To deal with such changes, Engestrom develops some elements of activity theory.
One example is that of "runaway objects," partially-shared large-scale object(ive)s that bind together multiorganizational, multiactivity fields and that "require new forms of distributed and coordinated agency" (p.208).
Another example is that of mycorrhizae, or subterranean, "horizontal and multidirectional connections in human lives" (p.228), something that is "simultaneously a living, expanding process (or bundle of developing connections) and a relatively durable, stabilized structure; both a mental landscape or mindscape (Zerubavel, 1997) and a material infrastructure" (p.229). Engestrom characterizes this concept as used "in the same general sense" as Deleuze and Guattari's rhizome (p.228). However, Engestrom tends to fixate on the metaphor here (mycorrhizae as the "invisible organic texture underneath visible fungi" vs. rhizome as "a horizontal underground stem," p.228) rather than the theoretical concept that underlies the metaphor. Consequently, Engestrom reads Deleuze and Guattari's concept of rhizome as developmental and substitutes his own as a more developed and empirically grounded developmental account.

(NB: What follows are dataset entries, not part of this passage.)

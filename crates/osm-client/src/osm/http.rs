//! HTTP transport abstraction for the OSM API
//!
//! This module provides a trait-based HTTP client that can be easily mocked for testing.
//! The transport never interprets status codes; that is the client's job.

use anyhow::{Context, Result};
use async_trait::async_trait;
use reqwest::header::HeaderMap;
use reqwest::StatusCode;
use std::time::Duration;

/// Request timeout for the production transport
pub const DEFAULT_TIMEOUT: Duration = Duration::from_secs(30);

/// Trait for making HTTP requests
///
/// This abstraction allows easy mocking of HTTP calls in tests.
#[async_trait]
pub trait HttpClient: Send + Sync {
    /// Makes a GET request and returns the raw response, whatever its status
    ///
    /// An `Err` means no status line was obtained at all. A body that fails
    /// to arrive after the headers is reported through `HttpResponse::body`.
    async fn get_response(&self, url: &str) -> Result<HttpResponse>;
}

/// Response from an HTTP request
#[derive(Debug, Clone)]
pub struct HttpResponse {
    pub status: u16,
    pub headers: HeaderMap,
    /// Body text, or why it could not be read
    pub body: std::result::Result<String, String>,
}

impl HttpResponse {
    /// Returns true if status is in 2xx range
    pub fn is_success(&self) -> bool {
        (200..300).contains(&self.status)
    }

    /// Returns true if status is 429
    pub fn is_rate_limited(&self) -> bool {
        self.status == 429
    }

    /// Canonical reason phrase for the status code
    pub fn status_text(&self) -> &'static str {
        StatusCode::from_u16(self.status)
            .ok()
            .and_then(|s| s.canonical_reason())
            .unwrap_or("Unknown status")
    }
}

/// Production HTTP client using reqwest
#[derive(Debug, Clone)]
pub struct ReqwestClient {
    inner: reqwest::Client,
}

impl ReqwestClient {
    /// Creates a reqwest-based HTTP client with the default timeout
    pub fn new() -> Result<Self> {
        let inner = reqwest::Client::builder()
            .timeout(DEFAULT_TIMEOUT)
            .user_agent(concat!("osm-client/", env!("CARGO_PKG_VERSION")))
            .build()
            .context("Failed to build HTTP client")?;

        Ok(Self { inner })
    }
}

#[async_trait]
impl HttpClient for ReqwestClient {
    async fn get_response(&self, url: &str) -> Result<HttpResponse> {
        // The URL carries the API token, so strip it from any error
        let response = self
            .inner
            .get(url)
            .send()
            .await
            .map_err(reqwest::Error::without_url)
            .context("Failed to send request")?;

        let status = response.status().as_u16();
        let headers = response.headers().clone();
        let body = response
            .text()
            .await
            .map_err(reqwest::Error::without_url)
            .context("Failed to read response body")
            .map_err(|e| format!("{e:#}"));

        Ok(HttpResponse {
            status,
            headers,
            body,
        })
    }
}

And this is where I breathed a little, selfish sigh of relief. Engestrom's work here is definitely important and useful work, and I plan to use these theoretical constructs in my future work. But one of the criticisms of AT that I make in Network is that activity theorists tend to focus on development to the exclusion of the sort of antigenealogical splicing that is described in Deleuze and Guattari and in actor-network theory. Here, Engestrom continues that path by taking development -- or weaving, to use the term I coin in Network -- as the central feature to investigate. So, although I really wish I had been able to read this book beforehand and incorporate its concepts into my own manuscript, I still think Network will have a contribution to make after all.
But enough about me. If you are at all interested in AT, you really should pick up From Teams to Knots. It develops AT in solid ways and backs the work up with solid case studies.